Collected data:
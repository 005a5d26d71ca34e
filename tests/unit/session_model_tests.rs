//! Unit tests for `SessionStatus` lifecycle transitions.

use pwndbg_mcp::models::session::SessionStatus;

#[test]
fn default_status_is_disconnected() {
    assert_eq!(SessionStatus::default(), SessionStatus::Disconnected);
}

#[test]
fn forward_lifecycle_is_permitted() {
    assert!(SessionStatus::Disconnected.can_transition_to(SessionStatus::Starting));
    assert!(SessionStatus::Starting.can_transition_to(SessionStatus::Ready));
    assert!(SessionStatus::Ready.can_transition_to(SessionStatus::Terminating));
    assert!(SessionStatus::Terminating.can_transition_to(SessionStatus::Disconnected));
}

#[test]
fn live_states_may_drop_to_disconnected() {
    assert!(SessionStatus::Starting.can_transition_to(SessionStatus::Disconnected));
    assert!(SessionStatus::Ready.can_transition_to(SessionStatus::Disconnected));
}

#[test]
fn skipping_startup_is_not_permitted() {
    assert!(!SessionStatus::Disconnected.can_transition_to(SessionStatus::Ready));
    assert!(!SessionStatus::Disconnected.can_transition_to(SessionStatus::Terminating));
    assert!(!SessionStatus::Terminating.can_transition_to(SessionStatus::Ready));
    assert!(!SessionStatus::Ready.can_transition_to(SessionStatus::Starting));
}

#[test]
fn labels_are_lowercase() {
    assert_eq!(SessionStatus::Disconnected.to_string(), "disconnected");
    assert_eq!(SessionStatus::Starting.to_string(), "starting");
    assert_eq!(SessionStatus::Ready.to_string(), "ready");
    assert_eq!(SessionStatus::Terminating.to_string(), "terminating");
}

WHAT IS BEING ASKED
Take every line from the records above that has the word "Ready" and copy it.

EXPECTED ANSWER
    assert!(SessionStatus::Starting.can_transition_to(SessionStatus::Ready));
    assert!(SessionStatus::Ready.can_transition_to(SessionStatus::Terminating));
    assert!(SessionStatus::Ready.can_transition_to(SessionStatus::Disconnected));
    assert!(!SessionStatus::Disconnected.can_transition_to(SessionStatus::Ready));
    assert!(!SessionStatus::Terminating.can_transition_to(SessionStatus::Ready));
    assert!(!SessionStatus::Ready.can_transition_to(SessionStatus::Starting));
    assert_eq!(SessionStatus::Ready.to_string(), "ready");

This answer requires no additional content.